Does anyone really think that the downturn in the nation’s economy is or will not impact law firms? Of course not, we have already seen that it is having a profound effect on large firms. A few include: Cadwalader, Wickersham & Taft (35 lawyers), Thacher Proffitt (“about 50 associates”), Dechert (13 associates), and Thelen (26 associates and 85 staff – I’ll bet there are a few marketers in that number). If BigLaw is impacted, certainly smaller firms are also feeling the pinch, even though they (happily) are not making the headlines their larger brethren are.

The result: cutting where cutting shouldn’t occur. In my more than two decades of experience in this business, when the belt tightens one of the first areas to feel it is the marketing budget. That’s a BAD. My point is that now is the wrong time to be cutting back. Rather, now is the time to increase marketing and business development efforts.

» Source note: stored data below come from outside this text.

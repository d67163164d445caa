use crate::config::AppConfig;
use crate::errors::LangLearnError;
use argon2::password_hash::{SaltString, rand_core::OsRng};
use argon2::{Algorithm, Argon2, Params, PasswordHash, PasswordHasher, PasswordVerifier, Version};

/// 哈希密码
pub fn hash_password(password: &str) -> Result<String, LangLearnError> {
    let config = AppConfig::get();
    let params = Params::new(
        config.argon2.memory_cost,
        config.argon2.time_cost,
        config.argon2.parallelism,
        None,
    )
    .map_err(|e| LangLearnError::validation(format!("Argon2 参数错误: {e}")))?;

    let argon2 = Argon2::new(Algorithm::Argon2id, Version::V0x13, params);
    let salt = SaltString::generate(&mut OsRng);
    let hash = argon2
        .hash_password(password.as_bytes(), &salt)
        .map_err(|e| LangLearnError::validation(format!("密码哈希失败: {e}")))?;
    Ok(hash.to_string())
}

/// 验证密码
pub fn verify_password(password: &str, hash: &str) -> bool {
    match PasswordHash::new(hash) {
        Ok(parsed_hash) => Argon2::default()
            .verify_password(password.as_bytes(), &parsed_hash)
            .is_ok(),
        Err(_) => false,
    }
}

#[cfg(test)]
mod tests {
    use super::*;

    #[test]
    fn test_hash_and_verify() {
        let hash = hash_password("Correct-Horse-9").unwrap();
        assert!(hash.starts_with("$argon2id$"));
        assert!(verify_password("Correct-Horse-9", &hash));
        assert!(!verify_password("correct-horse-9", &hash));
    }

    #[test]
    fn test_verify_rejects_malformed_hash() {
        assert!(!verify_password("anything", "not-a-hash"));
    }
}
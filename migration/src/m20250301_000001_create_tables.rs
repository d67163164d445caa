use sea_orm_migration::prelude::*;

#[derive(DeriveMigrationName)]
pub struct Migration;

#[async_trait::async_trait]
impl MigrationTrait for Migration {
    async fn up(&self, manager: &SchemaManager) -> Result<(), DbErr> {
        // 创建用户表
        manager
            .create_table(
                Table::create()
                    .table(Users::Table)
                    .if_not_exists()
                    .col(
                        ColumnDef::new(Users::Id)
                            .big_integer()
                            .not_null()
                            .auto_increment()
                            .primary_key(),
                    )
                    .col(
                        ColumnDef::new(Users::Username)
                            .string()
                            .not_null()
                            .unique_key(),
                    )
                    .col(
                        ColumnDef::new(Users::Email)
                            .string()
                            .not_null()
                            .unique_key(),
                    )
                    .col(ColumnDef::new(Users::PasswordHash).string().not_null())
                    .col(ColumnDef::new(Users::Role).string().not_null())
                    .col(ColumnDef::new(Users::Status).string().not_null())
                    .col(ColumnDef::new(Users::DisplayName).string().null())
                    .col(ColumnDef::new(Users::AvatarUrl).string().null())
                    .col(ColumnDef::new(Users::Bio).text().null())
                    .col(ColumnDef::new(Users::LastLogin).big_integer().null())
                    .col(ColumnDef::new(Users::CreatedAt).big_integer().not_null())
                    .col(ColumnDef::new(Users::UpdatedAt).big_integer().not_null())
                    .to_owned(),
            )
            .await?;

        // 创建语言表
        manager
            .create_table(
                Table::create()
                    .table(Languages::Table)
                    .if_not_exists()
                    .col(
                        ColumnDef::new(Languages::Id)
                            .big_integer()
                            .not_null()
                            .auto_increment()
                            .primary_key(),
                    )
                    .col(
                        ColumnDef::new(Languages::Code)
                            .string()
                            .not_null()
                            .unique_key(),
                    )
                    .col(ColumnDef::new(Languages::Name).string().not_null())
                    .col(ColumnDef::new(Languages::NativeName).string().null())
                    .col(ColumnDef::new(Languages::FlagEmoji).string().null())
                    .col(
                        ColumnDef::new(Languages::IsActive)
                            .boolean()
                            .not_null()
                            .default(true),
                    )
                    .col(ColumnDef::new(Languages::CreatedAt).big_integer().not_null())
                    .col(ColumnDef::new(Languages::UpdatedAt).big_integer().not_null())
                    .to_owned(),
            )
            .await?;

        // 创建课程表
        manager
            .create_table(
                Table::create()
                    .table(Courses::Table)
                    .if_not_exists()
                    .col(
                        ColumnDef::new(Courses::Id)
                            .big_integer()
                            .not_null()
                            .auto_increment()
                            .primary_key(),
                    )
                    .col(ColumnDef::new(Courses::Title).string().not_null())
                    .col(ColumnDef::new(Courses::Description).text().null())
                    .col(ColumnDef::new(Courses::LanguageId).big_integer().not_null())
                    .col(ColumnDef::new(Courses::Level).string().not_null())
                    .col(ColumnDef::new(Courses::InstructorId).big_integer().not_null())
                    .col(ColumnDef::new(Courses::Status).string().not_null())
                    .col(ColumnDef::new(Courses::ThumbnailUrl).string().null())
                    .col(
                        ColumnDef::new(Courses::EstimatedMinutes)
                            .integer()
                            .not_null()
                            .default(0),
                    )
                    .col(ColumnDef::new(Courses::CreatedAt).big_integer().not_null())
                    .col(ColumnDef::new(Courses::UpdatedAt).big_integer().not_null())
                    .foreign_key(
                        ForeignKey::create()
                            .from(Courses::Table, Courses::LanguageId)
                            .to(Languages::Table, Languages::Id)
                            .on_delete(ForeignKeyAction::Restrict),
                    )
                    .foreign_key(
                        ForeignKey::create()
                            .from(Courses::Table, Courses::InstructorId)
                            .to(Users::Table, Users::Id)
                            .on_delete(ForeignKeyAction::Cascade),
                    )
                    .to_owned(),
            )
            .await?;

        // 创建选课表
        manager
            .create_table(
                Table::create()
                    .table(CourseEnrollments::Table)
                    .if_not_exists()
                    .col(
                        ColumnDef::new(CourseEnrollments::Id)
                            .big_integer()
                            .not_null()
                            .auto_increment()
                            .primary_key(),
                    )
                    .col(
                        ColumnDef::new(CourseEnrollments::CourseId)
                            .big_integer()
                            .not_null(),
                    )
                    .col(
                        ColumnDef::new(CourseEnrollments::UserId)
                            .big_integer()
                            .not_null(),
                    )
                    .col(
                        ColumnDef::new(CourseEnrollments::Progress)
                            .integer()
                            .not_null()
                            .default(0),
                    )
                    .col(
                        ColumnDef::new(CourseEnrollments::EnrolledAt)
                            .big_integer()
                            .not_null(),
                    )
                    .col(
                        ColumnDef::new(CourseEnrollments::CompletedAt)
                            .big_integer()
                            .null(),
                    )
                    .foreign_key(
                        ForeignKey::create()
                            .from(CourseEnrollments::Table, CourseEnrollments::CourseId)
                            .to(Courses::Table, Courses::Id)
                            .on_delete(ForeignKeyAction::Cascade),
                    )
                    .foreign_key(
                        ForeignKey::create()
                            .from(CourseEnrollments::Table, CourseEnrollments::UserId)
                            .to(Users::Table, Users::Id)
                            .on_delete(ForeignKeyAction::Cascade),
                    )
                    .to_owned(),
            )
            .await?;

        // 创建索引
        manager
            .create_index(
                Index::create()
                    .if_not_exists()
                    .name("idx_courses_language_id")
                    .table(Courses::Table)
                    .col(Courses::LanguageId)
                    .to_owned(),
            )
            .await?;

        manager
            .create_index(
                Index::create()
                    .if_not_exists()
                    .name("idx_courses_instructor_id")
                    .table(Courses::Table)
                    .col(Courses::InstructorId)
                    .to_owned(),
            )
            .await?;

        // 同一用户只能选同一课程一次
        manager
            .create_index(
                Index::create()
                    .if_not_exists()
                    .name("idx_course_enrollments_course_user")
                    .table(CourseEnrollments::Table)
                    .col(CourseEnrollments::CourseId)
                    .col(CourseEnrollments::UserId)
                    .unique()
                    .to_owned(),
            )
            .await?;

        manager
            .create_index(
                Index::create()
                    .if_not_exists()
                    .name("idx_course_enrollments_user_id")
                    .table(CourseEnrollments::Table)
                    .col(CourseEnrollments::UserId)
                    .to_owned(),
            )
            .await?;

        Ok(())
    }

    async fn down(&self, manager: &SchemaManager) -> Result<(), DbErr> {
        // 按照创建的相反顺序删除
        manager
            .drop_table(Table::drop().table(CourseEnrollments::Table).to_owned())
            .await?;
        manager
            .drop_table(Table::drop().table(Courses::Table).to_owned())
            .await?;
        manager
            .drop_table(Table::drop().table(Languages::Table).to_owned())
            .await?;
        manager
            .drop_table(Table::drop().table(Users::Table).to_owned())
            .await?;
        Ok(())
    }
}

#[derive(DeriveIden)]
pub(crate) enum Users {
    #[sea_orm(iden = "users")]
    Table,
    Id,
    Username,
    Email,
    PasswordHash,
    Role,
    Status,
    DisplayName,
    AvatarUrl,
    Bio,
    LastLogin,
    CreatedAt,
    UpdatedAt,
}

#[derive(DeriveIden)]
pub(crate) enum Languages {
    #[sea_orm(iden = "languages")]
    Table,
    Id,
    Code,
    Name,
    NativeName,
    FlagEmoji,
    IsActive,
    CreatedAt,
    UpdatedAt,
}

#[derive(DeriveIden)]
pub(crate) enum Courses {
    #[sea_orm(iden = "courses")]
    Table,
    Id,
    Title,
    Description,
    LanguageId,
    Level,
    InstructorId,
    Status,
    ThumbnailUrl,
    EstimatedMinutes,
    CreatedAt,
    UpdatedAt,
}

#[derive(DeriveIden)]
enum CourseEnrollments {
    #[sea_orm(iden = "course_enrollments")]
    Table,
    Id,
    CourseId,
    UserId,
    Progress,
    EnrolledAt,
    CompletedAt,
}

Bruce Marcus of The Marcus Perspective agrees. He addresses the competitive advantages that a firm could have during a recession (yeah, sorry but that’s what we are in IMHO), if a firm first recognizes that marketing is integral to the practice of law. As Bruce puts it in his article “6 Steps For Being A Tougher Competitor In A Weak Economy” that appears on “now is not the time to save money – it’s the time to spend money wisely.”

His six steps to being a tougher competitor in a weak economy are:

  1. Service the right market – you can’t be “all things to all clients,” so narrow your marketing focus to the firm’s more profitable emerging (not declining) markets;
  2. Target your business development efforts – rather than aiming at a broad marketplace. I’d personally recommend focusing on existing clients over prospects, but if you do target prospects at least pick individual targets;
  3. Look at your infrastructure – in order to become more productive. Your assessment should include management processes, technology, and skill sets, as well as the most effective (on an individual basis) business development techniques;
  4. Modernize your firm – by sharpening your skills, particularly as it relates to: assessing your market, planning, communicating internally (and with clients), and selling (oops, I mean developing business);
  5. Don’t market on the cheap – Bruce is right in saying that “do-it-yourself-marketing is expensive.” You can do it effectively if your lawyers have the skill sets, but “it is still not a game for amateurs.” Invest in help where you need it; and
  6. Don’t wait – do it now. Learning to compete may be your firm’s best protection, especially in today’s market and economy.

I particularly like Bruce’s concluding paragraph:

“It’s true that when times are tough, it’s easier to cut costs – including marketing costs – and to hunker down until it’s over. But that’s like drilling a hole in the bottom of a flooded boat to let the water out. For a professional firm in an economic crisis, there’s no place to hide, so learn to fight back."